Gémes Géza geza@kzsdabas.hu
Wed, 23 Mar 2011 20:29:28 +0100

2011-03-23 19:07 keltezéssel, Dale Pontius írta:
> On 03/21/2011 03:45 PM, Gémes Géza wrote:
>> 2011-03-21 15:24 keltezéssel, Jeffrey Altman írta:
>>> On 3/21/2011 2:42 AM, Gémes Géza wrote:
>>>> Hi,
>>>> I know this topic has been discussed before, but the conclusion was
>>>> that
>>>> it is caused by NAT.
>>> It is caused by firewalls, routers, network port translators and
>>> network
>>> address translators (or any other similar device) that imposes a fixed
>>> timeout on the length of time that inbound udp packets can be received
>>> in response to outbound packets.
>>> If the timeout period is less than the cache manager probe period,
>>> it is
>>> likely that this error will be seen.
>>>> This is impossible in my case, as openafs servers are firewalled from
>>>> the outside world.
>>>> The fileserver has 3 ethernet interfaces:
>>>> 1: connected to the clients, two IP addresses one active (other in the
>>>> NetRestrict file)
>>>> 2: connected to a SAN, no IP addresses
>>>> 3: connected to other cluster memebers, IP address in the
>>>> NetRestrict file
>>>> vos listaddrs gives nothing just the right IP address for the vol and
>>>> fileserver.
>>>> The FileLog is full of entries like:
>>>> CB: WhoAreYou failed for host FILESERVER
>>> I would check the firewall rules on the local machine.

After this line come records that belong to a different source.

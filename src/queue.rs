//! Lock-free SPSC (Single Producer, Single Consumer) frame queue.
//!
//! The only point of contact between the two execution contexts.
//!
//! # Architecture
//!
//! ```text
//! Receive worker ──────▶ FrameQueue ──────▶ Transmit driver
//!   (core 1)             (bounded)            (core 0)
//! ```
//!
//! # Rules
//!
//! - Exactly one producer and one consumer; the type does not enforce it
//! - Frames move by value: a slot is owned by one side at a time
//! - FIFO, nothing dropped, nothing reordered
//! - Full queue blocks the producer, empty queue blocks the consumer
//! - Blocking is a spin: both contexts busy-poll anyway

use core::cell::UnsafeCell;
use core::sync::atomic::{AtomicU32, Ordering};

use crate::frame::Frame;

/// Default queue depth: 16 frames.
pub const DEFAULT_QUEUE_DEPTH: usize = 16;

/// Bounded ring of frames.
///
/// # Memory Ordering
///
/// - Producer writes the slot, then publishes `tail` with `Release`
/// - Consumer loads `tail` with `Acquire`, reads the slot, then frees it by
///   publishing `head` with `Release`
/// - Producer loads `head` with `Acquire` before reusing a slot
pub struct FrameQueue<const N: usize = DEFAULT_QUEUE_DEPTH> {
    slots: UnsafeCell<[Frame; N]>,

    /// Next slot to read (monotonically increasing, wraps via mask).
    head: AtomicU32,

    /// Next slot to write (monotonically increasing, wraps via mask).
    tail: AtomicU32,
}

// SAFETY: Single producer, single consumer, atomic coordination.
// A slot is written only while outside [head, tail) and read only inside it.
unsafe impl<const N: usize> Sync for FrameQueue<N> {}
unsafe impl<const N: usize> Send for FrameQueue<N> {}

impl<const N: usize> FrameQueue<N> {
    const MASK: usize = N - 1;

    /// Create a new empty queue.
    ///
    /// # Panics
    ///
    /// Panics at compile time if N is not a power of 2.
    pub const fn new() -> Self {
        assert!(N.is_power_of_two(), "Queue depth must be power of 2");

        Self {
            slots: UnsafeCell::new([Frame::EMPTY; N]),
            head: AtomicU32::new(0),
            tail: AtomicU32::new(0),
        }
    }

    /// Enqueue without blocking.
    ///
    /// Hands the frame back if the queue is full.
    #[inline]
    pub fn try_push(&self, frame: Frame) -> Result<(), Frame> {
        let tail = self.tail.load(Ordering::Relaxed);
        let head = self.head.load(Ordering::Acquire);

        if tail.wrapping_sub(head) >= N as u32 {
            return Err(frame);
        }

        // SAFETY: Single producer; slot at tail is free (outside [head, tail))
        unsafe {
            (*self.slots.get())[(tail as usize) & Self::MASK] = frame;
        }
        self.tail.store(tail.wrapping_add(1), Ordering::Release);
        Ok(())
    }

    /// Enqueue, spinning while the queue is full.
    ///
    /// Returns `true` if the call had to wait (backpressure hit).
    #[inline]
    pub fn push_blocking(&self, frame: Frame) -> bool {
        let mut pending = frame;
        let mut waited = false;
        loop {
            match self.try_push(pending) {
                Ok(()) => return waited,
                Err(back) => {
                    pending = back;
                    waited = true;
                    core::hint::spin_loop();
                }
            }
        }
    }

    /// Dequeue without blocking.
    #[inline]
    pub fn try_pop(&self) -> Option<Frame> {
        let head = self.head.load(Ordering::Relaxed);
        let tail = self.tail.load(Ordering::Acquire);

        if head == tail {
            return None;
        }

        // SAFETY: Single consumer; slot at head was published by tail store
        let frame = unsafe { (*self.slots.get())[(head as usize) & Self::MASK] };
        self.head.store(head.wrapping_add(1), Ordering::Release);
        Some(frame)
    }

    /// Dequeue, spinning while the queue is empty.
    #[inline]
    pub fn pop_blocking(&self) -> Frame {
        self.pop_blocking_with(core::hint::spin_loop)
    }

    /// Dequeue, calling `idle` on every empty poll.
    ///
    /// Lets the consumer do background work (log drain) while it waits.
    #[inline]
    pub fn pop_blocking_with(&self, mut idle: impl FnMut()) -> Frame {
        loop {
            if let Some(frame) = self.try_pop() {
                return frame;
            }
            idle();
        }
    }

    /// Frames currently queued.
    #[inline]
    pub fn len(&self) -> usize {
        let tail = self.tail.load(Ordering::Acquire);
        let head = self.head.load(Ordering::Acquire);
        (tail.wrapping_sub(head) as usize).min(N)
    }

    #[inline]
    pub fn is_empty(&self) -> bool {
        self.len() == 0
    }

    #[inline]
    pub fn is_full(&self) -> bool {
        self.len() >= N
    }

    /// Get the queue capacity.
    #[inline]
    pub const fn capacity(&self) -> usize {
        N
    }
}

impl<const N: usize> Default for FrameQueue<N> {
    fn default() -> Self {
        Self::new()
    }
}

>>>> Besides that all the clients (1.6.0pre2 on linux, 1.5.78 and 1.6.0pre3
>>>> on windows) are working as expected.
>>>> Except one (1.6.0pre2 on linux) which has two interfaces (one
>>>> connected
>>>> two the Fileservers network and the other in its NetRestrict file).
>>> Same here.  Check the firewall rules on that machine.

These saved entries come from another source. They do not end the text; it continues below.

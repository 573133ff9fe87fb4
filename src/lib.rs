//! # BusRelay
//!
//! Inline relay for a two-wire (clock + data) synchronous serial bus.
//!
//! ## Architecture
//!
//! ```text
//! CLK/DIO in ─▶ EdgeScanner ─▶ FrameAssembler ─▶ ReceiveWorker ─┐  core 1
//!                                                               │
//!                                                          FrameQueue
//!                                                               │
//! CLK/DIO out ◀──────────────────────────────── TransmitDriver ◀┘  core 0
//! ```
//!
//! - The receive side decodes frames from edge ordering alone, no timers
//! - The transmit side regenerates the signal with its own clock
//! - The queue is the only shared resource between the two contexts
//! - Pins are `embedded-hal` traits: the whole pipeline runs on the host
//!   against a simulated bus

#![cfg_attr(not(test), no_std)]

pub mod assembler;
pub mod config;
pub mod error;
pub mod fault;
pub mod frame;
pub mod hal;
pub mod log_drain;
pub mod log_globals;
pub mod logging;
pub mod queue;
pub mod receiver;
pub mod rewrite;
pub mod scanner;
pub mod stats;
pub mod transmitter;

pub use assembler::{Discard, FrameAssembler};
pub use config::{RelayConfig, CONFIG};
pub use error::{Line, LinkError};
pub use fault::{FaultCode, FaultState};
pub use frame::{Frame, MAX_FRAME_BYTES};
pub use hal::BusInput;
pub use log_globals::{RX_LOG, TX_LOG};
pub use queue::FrameQueue;
pub use receiver::{ReceiveWorker, RxShared};
pub use rewrite::FrameRewriter;
pub use scanner::{EdgeScanner, Scan};
pub use stats::RelayStats;
pub use transmitter::{TransmitDriver, TxShared};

>> None of the computers in question have any firewalls (except some
>> Windows XP SP3 default firewalls, but there port 7001/UDP is open)
>> On any of the linux computers the iptables -L gives:
>> Chain INPUT (policy ACCEPT)
>> target     prot opt source               destination
>> Chain FORWARD (policy ACCEPT)
>> target     prot opt source               destination
>> Chain OUTPUT (policy ACCEPT)
>> target     prot opt source               destination
>> Besides that everything is connected at layer 2, there are no routers
>> between, the switches are HP Procurve and Openvswitch (Xen Cloud
>> Platform)
>> Cheers
>> Geza
> I dealt with this several years ago, and a friend helped me out.  My
> "networking situation" got better, and I haven't needed to do business
> this way since, at least not a work.
> Your problem isn't with the firewall proper, its with the masquerading
> (NAT) logic.  The masquerading logic has a keepalive timer for UDP
> associations - so it's a piece of state that's needed even if stateful
> firewall logic isn't in place.  I opened up a timeout and fixed the
> problem.  Now to remember where the heck that was...  I'm browsing
> around in /proc/sys/net/ipv4 and not finding anything at the moment. 
> There are 3 udp entries, but none look like a timeout.  Don't see
> anything down in conf/eth0, either.  Come to think of it, that may
> have been far enough back that I was running kernel-2.4 at the time,
> and things have changed.
> Still don't see anything, but I just want to get across the idea that
> a NAT timeout will exist even without a regular firewall, and that
> once upon a time it could be tweaked.  It probably still can, if one
> knows the magic incantation.
> Dale Pontius

Unfortunately my setup doesn't involve any kind of NAT either. All the
boxes (server and client) are on the same subnet, connected via switches.